§ What is needed
In the entries below, find the lines that include "update" and give their number as the whole reply.

§ Stored data

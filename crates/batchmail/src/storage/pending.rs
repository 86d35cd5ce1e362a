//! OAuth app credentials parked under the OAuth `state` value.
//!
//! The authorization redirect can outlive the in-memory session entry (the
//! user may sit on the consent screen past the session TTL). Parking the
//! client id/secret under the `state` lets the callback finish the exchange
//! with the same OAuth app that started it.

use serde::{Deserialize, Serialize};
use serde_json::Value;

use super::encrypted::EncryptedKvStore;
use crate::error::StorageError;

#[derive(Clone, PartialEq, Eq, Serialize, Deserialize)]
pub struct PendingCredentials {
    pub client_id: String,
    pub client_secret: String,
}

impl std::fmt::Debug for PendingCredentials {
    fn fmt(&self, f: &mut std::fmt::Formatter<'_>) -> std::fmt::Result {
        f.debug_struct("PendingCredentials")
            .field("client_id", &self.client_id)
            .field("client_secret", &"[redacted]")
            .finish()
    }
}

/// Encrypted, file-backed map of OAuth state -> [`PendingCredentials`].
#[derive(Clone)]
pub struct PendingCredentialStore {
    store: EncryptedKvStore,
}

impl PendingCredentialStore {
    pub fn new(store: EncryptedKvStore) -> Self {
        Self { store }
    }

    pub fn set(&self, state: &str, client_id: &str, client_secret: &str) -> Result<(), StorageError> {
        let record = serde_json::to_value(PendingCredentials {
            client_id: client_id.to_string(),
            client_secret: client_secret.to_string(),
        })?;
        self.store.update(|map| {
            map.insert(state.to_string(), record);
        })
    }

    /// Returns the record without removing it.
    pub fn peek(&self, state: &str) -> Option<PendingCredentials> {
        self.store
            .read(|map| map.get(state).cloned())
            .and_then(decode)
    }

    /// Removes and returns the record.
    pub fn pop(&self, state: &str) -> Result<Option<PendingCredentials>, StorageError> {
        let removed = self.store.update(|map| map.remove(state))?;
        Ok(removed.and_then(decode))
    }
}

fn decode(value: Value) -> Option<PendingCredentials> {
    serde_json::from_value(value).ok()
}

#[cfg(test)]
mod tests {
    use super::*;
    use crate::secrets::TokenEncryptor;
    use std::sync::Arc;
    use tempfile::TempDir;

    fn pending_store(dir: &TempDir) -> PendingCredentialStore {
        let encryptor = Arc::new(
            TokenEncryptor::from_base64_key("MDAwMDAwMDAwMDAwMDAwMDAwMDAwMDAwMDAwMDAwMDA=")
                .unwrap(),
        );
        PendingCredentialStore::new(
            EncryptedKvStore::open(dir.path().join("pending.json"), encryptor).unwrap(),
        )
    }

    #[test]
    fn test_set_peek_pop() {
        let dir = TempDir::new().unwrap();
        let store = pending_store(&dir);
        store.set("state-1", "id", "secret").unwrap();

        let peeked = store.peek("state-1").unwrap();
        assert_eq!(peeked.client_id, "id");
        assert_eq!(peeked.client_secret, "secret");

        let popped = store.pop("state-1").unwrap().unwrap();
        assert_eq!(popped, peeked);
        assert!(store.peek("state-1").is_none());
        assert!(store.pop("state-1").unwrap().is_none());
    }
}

--

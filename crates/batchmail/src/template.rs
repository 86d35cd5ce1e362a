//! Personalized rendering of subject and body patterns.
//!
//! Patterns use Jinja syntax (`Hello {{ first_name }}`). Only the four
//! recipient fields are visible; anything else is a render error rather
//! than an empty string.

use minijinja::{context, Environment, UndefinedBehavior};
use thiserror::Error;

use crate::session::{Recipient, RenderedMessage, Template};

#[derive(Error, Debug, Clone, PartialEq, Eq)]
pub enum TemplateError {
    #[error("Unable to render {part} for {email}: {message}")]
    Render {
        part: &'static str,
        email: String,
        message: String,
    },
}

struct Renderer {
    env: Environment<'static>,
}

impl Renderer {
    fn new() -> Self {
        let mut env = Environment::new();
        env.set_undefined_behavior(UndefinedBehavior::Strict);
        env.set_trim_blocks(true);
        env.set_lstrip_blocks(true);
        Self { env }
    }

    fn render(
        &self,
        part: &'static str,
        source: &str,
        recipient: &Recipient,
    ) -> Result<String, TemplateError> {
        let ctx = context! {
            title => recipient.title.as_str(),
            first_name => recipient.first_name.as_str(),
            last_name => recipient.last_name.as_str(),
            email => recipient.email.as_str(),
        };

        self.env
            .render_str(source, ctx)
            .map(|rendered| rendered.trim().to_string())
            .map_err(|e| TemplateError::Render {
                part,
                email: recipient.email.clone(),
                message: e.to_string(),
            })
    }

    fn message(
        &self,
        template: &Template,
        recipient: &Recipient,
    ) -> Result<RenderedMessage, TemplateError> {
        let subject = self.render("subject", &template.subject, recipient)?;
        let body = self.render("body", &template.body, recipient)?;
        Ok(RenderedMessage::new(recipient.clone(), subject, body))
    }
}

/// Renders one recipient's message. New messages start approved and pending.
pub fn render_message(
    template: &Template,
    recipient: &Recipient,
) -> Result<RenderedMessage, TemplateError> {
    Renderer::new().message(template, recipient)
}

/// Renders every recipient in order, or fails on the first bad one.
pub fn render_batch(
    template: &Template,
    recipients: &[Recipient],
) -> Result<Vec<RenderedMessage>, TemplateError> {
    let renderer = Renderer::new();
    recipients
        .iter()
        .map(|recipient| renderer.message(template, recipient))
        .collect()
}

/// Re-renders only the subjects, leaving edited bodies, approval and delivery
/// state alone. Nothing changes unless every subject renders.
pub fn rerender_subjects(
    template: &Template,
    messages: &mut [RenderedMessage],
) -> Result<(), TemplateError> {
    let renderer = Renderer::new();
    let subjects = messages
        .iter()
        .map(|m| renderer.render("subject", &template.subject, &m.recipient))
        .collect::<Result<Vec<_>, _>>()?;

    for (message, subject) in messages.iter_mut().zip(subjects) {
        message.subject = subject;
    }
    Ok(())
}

§ Result below
2